• **WORK REQUEST**
Within the listing below, how many lines include the string "tensor"? Reply with only the number.

───

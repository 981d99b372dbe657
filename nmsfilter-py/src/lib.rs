//! Python bindings for the nmsfilter suppression library.
//!
//! Boxes cross the boundary either as `Detection` objects or as numpy arrays
//! (`(N, 4)` corner boxes plus `(N,)` scores), mirroring how detector output
//! is usually held on the Python side.

use numpy::{PyReadonlyArray1, PyReadonlyArray2, PyUntypedArrayMethods};
use pyo3::exceptions::PyValueError;
use pyo3::prelude::*;

use nmsfilter::lowlevel::suppress_per_class_indices;
use nmsfilter::{
    Detection as RustDetection, HeadOutput, NmsError, PostProcessConfig, PostProcessor, Rect,
};

/// Convert an NmsError to a Python exception.
fn to_py_err(err: NmsError) -> PyErr {
    PyValueError::new_err(err.to_string())
}

/// One detection: corner box, score and class index.
#[pyclass]
#[derive(Clone)]
pub struct Detection {
    inner: RustDetection,
}

#[pymethods]
impl Detection {
    #[new]
    #[pyo3(signature = (x1, y1, x2, y2, score, class_id = 0))]
    fn new(x1: f32, y1: f32, x2: f32, y2: f32, score: f32, class_id: usize) -> Self {
        Self {
            inner: RustDetection::from_rect(Rect::new(x1, y1, x2, y2), score, class_id),
        }
    }

    #[getter]
    fn x1(&self) -> f32 {
        self.inner.rect.x1
    }

    #[getter]
    fn y1(&self) -> f32 {
        self.inner.rect.y1
    }

    #[getter]
    fn x2(&self) -> f32 {
        self.inner.rect.x2
    }

    #[getter]
    fn y2(&self) -> f32 {
        self.inner.rect.y2
    }

    #[getter]
    fn score(&self) -> f32 {
        self.inner.score
    }

    #[getter]
    fn class_id(&self) -> usize {
        self.inner.class_id
    }

    fn __repr__(&self) -> String {
        let r = self.inner.rect;
        format!(
            "Detection(x1={:.1}, y1={:.1}, x2={:.1}, y2={:.1}, score={:.4}, class_id={})",
            r.x1, r.y1, r.x2, r.y2, self.inner.score, self.inner.class_id
        )
    }
}

impl From<RustDetection> for Detection {
    fn from(inner: RustDetection) -> Self {
        Self { inner }
    }
}

/// Builds detections from an `(N, 4)` box array and `(N,)` score array.
fn detections_from_arrays(
    boxes: &PyReadonlyArray2<'_, f32>,
    scores: &PyReadonlyArray1<'_, f32>,
) -> PyResult<Vec<RustDetection>> {
    let shape = boxes.shape();
    if shape[1] != 4 {
        return Err(PyValueError::new_err("boxes must have shape (N, 4)"));
    }
    let count = shape[0];
    let scores = scores.as_slice()?;
    if scores.len() != count {
        return Err(PyValueError::new_err(
            "scores must have one entry per box",
        ));
    }
    let coords = boxes.as_slice()?;
    Ok(coords
        .chunks_exact(4)
        .zip(scores.iter())
        .map(|(c, &score)| RustDetection::new(c[0], c[1], c[2], c[3], score))
        .collect())
}

/// Intersection-over-union of two detections.
#[pyfunction]
fn iou(a: Detection, b: Detection) -> f32 {
    nmsfilter::overlap(&a.inner.rect, &b.inner.rect)
}

/// Class-agnostic NMS over numpy arrays.
///
/// Args:
///     boxes: float32 array of shape (N, 4) as x1, y1, x2, y2
///     scores: float32 array of shape (N,)
///     iou_threshold: IoU at or above which a lower-scored box is dropped
///
/// Returns:
///     Indices of kept boxes, best first
#[pyfunction]
#[pyo3(signature = (boxes, scores, iou_threshold = 0.45))]
fn nms_indices(
    boxes: PyReadonlyArray2<'_, f32>,
    scores: PyReadonlyArray1<'_, f32>,
    iou_threshold: f32,
) -> PyResult<Vec<usize>> {
    let dets = detections_from_arrays(&boxes, &scores)?;
    Ok(nmsfilter::suppress_indices(&dets, iou_threshold))
}

/// Per-class NMS over numpy arrays; returns kept indices, best first.
#[pyfunction]
#[pyo3(signature = (boxes, scores, class_ids, iou_threshold = 0.45))]
fn nms_per_class(
    boxes: PyReadonlyArray2<'_, f32>,
    scores: PyReadonlyArray1<'_, f32>,
    class_ids: PyReadonlyArray1<'_, i64>,
    iou_threshold: f32,
) -> PyResult<Vec<usize>> {
    let mut dets = detections_from_arrays(&boxes, &scores)?;
    let class_ids = class_ids.as_slice()?;
    if class_ids.len() != dets.len() {
        return Err(PyValueError::new_err(
            "class_ids must have one entry per box",
        ));
    }
    for (det, &class_id) in dets.iter_mut().zip(class_ids.iter()) {
        det.class_id = usize::try_from(class_id)
            .map_err(|_| PyValueError::new_err("class_ids must be non-negative"))?;
    }
    Ok(suppress_per_class_indices(&dets, iou_threshold))
}

/// Class-agnostic NMS over Detection objects.
#[pyfunction]
#[pyo3(signature = (detections, iou_threshold = 0.45))]
fn nms(detections: Vec<Detection>, iou_threshold: f32) -> Vec<Detection> {
    let dets: Vec<RustDetection> = detections.into_iter().map(|d| d.inner).collect();
    nmsfilter::suppress(&dets, iou_threshold)
        .into_iter()
        .map(Detection::from)
        .collect()
}

/// Decode a YOLOv8 head output into detections.
///
/// Args:
///     output: float32 array shaped (4 + C, N) or (N, 4 + C)
///     num_classes: number of classes C
///     score_threshold: minimum best-class score
#[pyfunction]
#[pyo3(signature = (output, num_classes, score_threshold = 0.25))]
fn decode_yolov8(
    output: PyReadonlyArray2<'_, f32>,
    num_classes: usize,
    score_threshold: f32,
) -> PyResult<Vec<Detection>> {
    let shape = output.shape();
    let head =
        HeadOutput::new(output.as_slice()?, shape[0], shape[1], num_classes).map_err(to_py_err)?;
    Ok(nmsfilter::decode_yolov8(&head, score_threshold)
        .into_iter()
        .map(Detection::from)
        .collect())
}

/// Decode, filter, suppress and rescale one head output.
///
/// Args:
///     output: float32 array shaped (4 + C, N) or (N, 4 + C)
///     num_classes: number of classes C
///     input_size: model input (width, height)
///     image_size: source image (width, height)
///     score_threshold: minimum best-class score (default: 0.25)
///     iou_threshold: suppression IoU (default: 0.45)
///     class_aware: suppress within each class only (default: False)
///     max_detections: optional cap on returned detections
#[pyfunction]
#[pyo3(signature = (
    output,
    num_classes,
    input_size,
    image_size,
    score_threshold = 0.25,
    iou_threshold = 0.45,
    class_aware = false,
    max_detections = None
))]
#[allow(clippy::too_many_arguments)]
fn post_process(
    output: PyReadonlyArray2<'_, f32>,
    num_classes: usize,
    input_size: (usize, usize),
    image_size: (usize, usize),
    score_threshold: f32,
    iou_threshold: f32,
    class_aware: bool,
    max_detections: Option<usize>,
) -> PyResult<Vec<Detection>> {
    let shape = output.shape();
    let processor = PostProcessor::new(num_classes, input_size).with_config(PostProcessConfig {
        score_threshold,
        iou_threshold,
        class_aware,
        max_detections,
        parallel: class_aware,
    });
    let kept = processor
        .process(output.as_slice()?, (shape[0], shape[1]), image_size)
        .map_err(to_py_err)?;
    Ok(kept.into_iter().map(Detection::from).collect())
}

/// Python module for nmsfilter.
#[pymodule]
fn _nmsfilter(m: &Bound<'_, PyModule>) -> PyResult<()> {
    m.add_class::<Detection>()?;
    m.add_function(wrap_pyfunction!(iou, m)?)?;
    m.add_function(wrap_pyfunction!(nms, m)?)?;
    m.add_function(wrap_pyfunction!(nms_indices, m)?)?;
    m.add_function(wrap_pyfunction!(nms_per_class, m)?)?;
    m.add_function(wrap_pyfunction!(decode_yolov8, m)?)?;
    m.add_function(wrap_pyfunction!(post_process, m)?)?;

    m.add("__version__", env!("CARGO_PKG_VERSION"))?;

    Ok(())
}
#![cfg(feature = "rayon")]

use nmsfilter::lowlevel::{suppress_per_class_indices, suppress_per_class_indices_par};
use nmsfilter::{
    suppress, suppress_batch_par, suppress_per_class, suppress_per_class_par, Detection,
    PostProcessConfig, PostProcessor,
};
use rand::rngs::StdRng;
use rand::{Rng, SeedableRng};

fn make_scene(rng: &mut StdRng, count: usize, classes: usize) -> Vec<Detection> {
    (0..count)
        .map(|_| {
            let x1 = rng.random_range(0.0f32..200.0);
            let y1 = rng.random_range(0.0f32..200.0);
            let w = rng.random_range(1.0f32..40.0);
            let h = rng.random_range(1.0f32..40.0);
            let score = rng.random_range(0u32..=20) as f32 / 20.0;
            let class_id = rng.random_range(0..classes);
            Detection::new(x1, y1, x1 + w, y1 + h, score).with_class(class_id)
        })
        .collect()
}

#[test]
fn batch_matches_sequential() {
    let mut rng = StdRng::seed_from_u64(11);
    let batch: Vec<Vec<Detection>> = (0..16).map(|i| make_scene(&mut rng, 10 * i, 4)).collect();

    let par = suppress_batch_par(&batch, 0.5);
    let seq: Vec<Vec<Detection>> = batch.iter().map(|dets| suppress(dets, 0.5)).collect();
    assert_eq!(par, seq);
}

#[test]
fn per_class_matches_sequential() {
    let mut rng = StdRng::seed_from_u64(12);
    for count in [0usize, 1, 25, 150] {
        let dets = make_scene(&mut rng, count, 6);
        assert_eq!(
            suppress_per_class_indices_par(&dets, 0.4),
            suppress_per_class_indices(&dets, 0.4)
        );
        assert_eq!(
            suppress_per_class_par(&dets, 0.4),
            suppress_per_class(&dets, 0.4)
        );
    }
}

#[test]
fn parallel_post_processor_matches_sequential() {
    let mut rng = StdRng::seed_from_u64(13);
    let dets = make_scene(&mut rng, 200, 5);

    let base = PostProcessConfig {
        class_aware: true,
        ..PostProcessConfig::default()
    };
    let seq = PostProcessor::new(5, (640, 640)).with_config(PostProcessConfig {
        parallel: false,
        ..base.clone()
    });
    let par = PostProcessor::new(5, (640, 640)).with_config(PostProcessConfig {
        parallel: true,
        ..base
    });
    assert_eq!(seq.filter(&dets).unwrap(), par.filter(&dets).unwrap());
}
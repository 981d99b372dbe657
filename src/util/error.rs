//! Error types for nmsfilter.

use thiserror::Error;

/// Result alias for nmsfilter operations.
pub type NmsResult<T> = std::result::Result<T, NmsError>;

/// Errors returned by the fallible stages around suppression.
///
/// Suppression itself never fails; these cover decoding raw model output,
/// rescaling and configuration checks.
#[derive(Clone, Debug, Error, PartialEq)]
pub enum NmsError {
    /// The input data or parameters are invalid.
    #[error("invalid input: {0}")]
    InvalidInput(&'static str),
    /// The buffer length does not match the declared tensor shape.
    #[error("buffer of length {len} does not match shape {rows}x{cols}")]
    ShapeMismatch { len: usize, rows: usize, cols: usize },
    /// Neither tensor axis carries the expected `4 + classes` features.
    #[error("output shape {rows}x{cols} has no axis of {expected} features")]
    FeatureCountMismatch {
        rows: usize,
        cols: usize,
        expected: usize,
    },
    /// A threshold is NaN or infinite.
    #[error("threshold {name} must be finite, got {value}")]
    InvalidThreshold { name: &'static str, value: f32 },
    /// Image or model input dimensions are zero.
    #[error("invalid dimensions: {width}x{height}")]
    InvalidDimensions { width: usize, height: usize },
}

───

• **ANSWER SECTION**
2